Saturday, June 2, 2012

gentle ben answers question numero uno

 ".. does it make sense to actively seek a higher
inflation rate in order to  achieve a slightly
increased pace of reduction in the unemployment rate? "

nicly framed that ...no




"The view of the committee is that that would be very,
reckless."

note he hides in the WEs  here

"the Federal Reserve, has  spent 30 years
building up credibility for low and stable inflation "

" which has proved extremely valuable,"

ben have u an example ?

"we've been able to take strong accommodative
actions in the last four or five years to support the
economy without leading to a destabilization of inflation."

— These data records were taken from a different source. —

//! # Integration Tests for kicks-api
//!
//! Drives the router with `oneshot` requests: health probes, caller
//! identity, the full escrow lifecycle, disputes, cancellation policy,
//! projections, the sweep hook and OpenAPI generation.

use std::sync::Arc;

use axum::body::Body;
use axum::http::{Request, StatusCode};
use chrono::{Duration, TimeZone, Utc};
use http_body_util::BodyExt;
use serde_json::{json, Value};
use tower::ServiceExt;

use kicks_api::state::{AppConfig, AppState};
use kicks_escrow::{EngineConfig, EscrowEngine, InMemoryStore, ManualClock};

/// Helper: in-memory app on the system clock.
fn test_app() -> axum::Router {
    kicks_api::app(AppState::new())
}

/// Helper: app plus a handle on its clock.
fn test_app_with_clock() -> (axum::Router, Arc<ManualClock>) {
    let clock = Arc::new(ManualClock::new(
        Utc.with_ymd_and_hms(2025, 3, 1, 9, 0, 0).unwrap(),
    ));
    let engine = EscrowEngine::new(
        Arc::new(InMemoryStore::new()),
        clock.clone(),
        EngineConfig::default(),
    );
    let config = AppConfig {
        port: 8080,
        sweep_enabled: false,
    };
    let state = AppState::with_engine(engine, config, None);
    (kicks_api::app(state), clock)
}

/// Helper: read response body as string.
async fn body_string(response: axum::http::Response<Body>) -> String {
    let bytes = response.into_body().collect().await.unwrap().to_bytes();
    String::from_utf8(bytes.to_vec()).unwrap()
}

/// Helper: read response body as JSON.
async fn body_json(response: axum::http::Response<Body>) -> Value {
    let bytes = response.into_body().collect().await.unwrap().to_bytes();
    serde_json::from_slice(&bytes).unwrap()
}

/// Helper: attach identity headers. `id` is skipped for service roles.
fn as_actor(
    builder: axum::http::request::Builder,
    role: &str,
    id: Option<&str>,
) -> axum::http::request::Builder {
    let builder = builder.header("x-actor-role", role);
    match id {
        Some(id) => builder.header("x-actor-id", id),
        None => builder,
    }
}

fn get(uri: &str, role: &str, id: Option<&str>) -> Request<Body> {
    as_actor(Request::builder().uri(uri), role, id)
        .body(Body::empty())
        .unwrap()
}

fn post(uri: &str, role: &str, id: Option<&str>, body: Value) -> Request<Body> {
    as_actor(Request::builder().method("POST").uri(uri), role, id)
        .header("content-type", "application/json")
        .body(Body::from(serde_json::to_string(&body).unwrap()))
        .unwrap()
}

fn post_empty(uri: &str, role: &str, id: Option<&str>) -> Request<Body> {
    as_actor(Request::builder().method("POST").uri(uri), role, id)
        .body(Body::empty())
        .unwrap()
}

fn create_body(order_id: &str, escrow_days: Option<u32>) -> Value {
    json!({
        "order_id": order_id,
        "buyer_id": "buyer-ann",
        "seller_id": "seller-bo",
        "currency": "USD",
        "item_amount": "200.00",
        "shipping_amount": "15.00",
        "escrow_days": escrow_days,
        "payment_reference": "pi_3Nx",
    })
}

fn dispute_body() -> Value {
    json!({
        "reason": "not_as_described",
        "description": "Left shoe has a torn heel tab and the box is a replica.",
        "evidence": [
            {
                "reference": "s3://evidence/heel.jpg",
                "content_type": "image/jpeg",
                "size_bytes": 120000,
            }
        ],
    })
}

/// Create, then ship, an order.
async fn shipped_order(app: &axum::Router, order_id: &str) {
    let response = app
        .clone()
        .oneshot(post(
            "/v1/escrow/transactions",
            "payment_processor",
            None,
            create_body(order_id, None),
        ))
        .await
        .unwrap();
    assert_eq!(response.status(), StatusCode::CREATED);

    let response = app
        .clone()
        .oneshot(post(
            &format!("/v1/escrow/transactions/{order_id}/ship"),
            "seller",
            Some("seller-bo"),
            json!({"tracking_number": "1Z999AA10123456784"}),
        ))
        .await
        .unwrap();
    assert_eq!(response.status(), StatusCode::OK);
}

// -- Health Probes ------------------------------------------------------------

#[tokio::test]
async fn test_liveness_probe() {
    let app = test_app();
    let response = app
        .oneshot(
            Request::builder()
                .uri("/health/liveness")
                .body(Body::empty())
                .unwrap(),
        )
        .await
        .unwrap();
    assert_eq!(response.status(), StatusCode::OK);
    assert_eq!(body_string(response).await, "ok");
}

#[tokio::test]
async fn test_readiness_probe() {
    let app = test_app();
    let response = app
        .oneshot(
            Request::builder()
                .uri("/health/readiness")
                .body(Body::empty())
                .unwrap(),
        )
        .await
        .unwrap();
    assert_eq!(response.status(), StatusCode::OK);
    assert_eq!(body_string(response).await, "ready");
}

#[tokio::test]
async fn test_readiness_reports_records_held_for_reconciliation() {
    let state = AppState::new();
    state.engine.store().flag_for_reconciliation(
        &kicks_core::OrderId::new("ord-held").unwrap(),
        "total_amount does not equal item_amount + shipping_amount".to_string(),
    );
    let app = kicks_api::app(state);
    let response = app
        .oneshot(
            Request::builder()
                .uri("/health/readiness")
                .body(Body::empty())
                .unwrap(),
        )
        .await
        .unwrap();
    assert_eq!(response.status(), StatusCode::OK);
    assert_eq!(
        body_string(response).await,
        "ready; 1 escrow records awaiting reconciliation"
    );
}

// -- Caller Identity ----------------------------------------------------------

#[tokio::test]
async fn test_missing_role_header_is_401() {
    let app = test_app();
    let response = app
        .oneshot(
            Request::builder()
                .uri("/v1/escrow/transactions/ord-1")
                .body(Body::empty())
                .unwrap(),
        )
        .await
        .unwrap();
    assert_eq!(response.status(), StatusCode::UNAUTHORIZED);
    let body = body_json(response).await;
    assert_eq!(body["error"]["code"], "UNAUTHORIZED");
}

#[tokio::test]
async fn test_system_role_cannot_be_asserted() {
    let app = test_app();
    let response = app
        .oneshot(post_empty("/v1/escrow/sweep", "system", None))
        .await
        .unwrap();
    assert_eq!(response.status(), StatusCode::UNAUTHORIZED);
}

#[tokio::test]
async fn test_buyer_without_id_is_401() {
    let app = test_app();
    let response = app
        .oneshot(get("/v1/escrow/transactions/ord-1", "buyer", None))
        .await
        .unwrap();
    assert_eq!(response.status(), StatusCode::UNAUTHORIZED);
}

// -- Transactions -------------------------------------------------------------

#[tokio::test]
async fn test_create_transaction_returns_fee_split() {
    let app = test_app();
    let response = app
        .oneshot(post(
            "/v1/escrow/transactions",
            "payment_processor",
            None,
            create_body("ord-100", None),
        ))
        .await
        .unwrap();
    assert_eq!(response.status(), StatusCode::CREATED);

    let body = body_json(response).await;
    assert_eq!(body["status"], "payment_held");
    assert_eq!(body["version"], 2);
    assert_eq!(body["total_amount"]["minor_units"], 21_500);
    assert_eq!(body["platform_fee"]["minor_units"], 2_000);
    assert_eq!(body["seller_payout"]["minor_units"], 19_500);
    assert_eq!(body["seller_payout"]["formatted"], "$195.00");
    assert_eq!(body["escrow_days"], 3);
}

#[tokio::test]
async fn test_only_payment_processor_creates() {
    let app = test_app();
    let response = app
        .oneshot(post(
            "/v1/escrow/transactions",
            "buyer",
            Some("buyer-ann"),
            create_body("ord-101", None),
        ))
        .await
        .unwrap();
    assert_eq!(response.status(), StatusCode::FORBIDDEN);
}

#[tokio::test]
async fn test_duplicate_create_is_409() {
    let app = test_app();
    let first = app
        .clone()
        .oneshot(post(
            "/v1/escrow/transactions",
            "payment_processor",
            None,
            create_body("ord-102", None),
        ))
        .await
        .unwrap();
    assert_eq!(first.status(), StatusCode::CREATED);

    let second = app
        .oneshot(post(
            "/v1/escrow/transactions",
            "payment_processor",
            None,
            create_body("ord-102", None),
        ))
        .await
        .unwrap();
    assert_eq!(second.status(), StatusCode::CONFLICT);
    let body = body_json(second).await;
    assert_eq!(body["error"]["code"], "CONFLICT");
}

#[tokio::test]
async fn test_negative_amount_is_422() {
    let app = test_app();
    let mut body = create_body("ord-103", None);
    body["item_amount"] = json!("-1.00");
    let response = app
        .oneshot(post(
            "/v1/escrow/transactions",
            "payment_processor",
            None,
            body,
        ))
        .await
        .unwrap();
    assert_eq!(response.status(), StatusCode::UNPROCESSABLE_ENTITY);
    let body = body_json(response).await;
    assert_eq!(body["error"]["code"], "INVALID_AMOUNT");
}

#[tokio::test]
async fn test_unknown_order_is_404() {
    let app = test_app();
    let response = app
        .oneshot(get("/v1/escrow/transactions/ord-missing", "arbiter", Some("arb-1")))
        .await
        .unwrap();
    assert_eq!(response.status(), StatusCode::NOT_FOUND);
}

#[tokio::test]
async fn test_stranger_cannot_read_order() {
    let app = test_app();
    shipped_order(&app, "ord-104").await;
    let response = app
        .oneshot(get("/v1/escrow/transactions/ord-104", "buyer", Some("buyer-zed")))
        .await
        .unwrap();
    assert_eq!(response.status(), StatusCode::FORBIDDEN);
}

" To risk that asset, for, what I think would be
quite tentative and  perhaps doubtful gains, on the real side 
would be an unwise thing to do."

"perhaps doubtful" "real  gains"
this sez

despite talk of liquidity trap
using creative tools at the  ZERP
the  fed can impact up or down
the rate of inflation of product prices
sure he can he just said so ...

but  the fed can not  impact the rate of real  spending
simply by  increasing the announced
 targeted  rate of inflation
 over some  longer term (two to five year ?)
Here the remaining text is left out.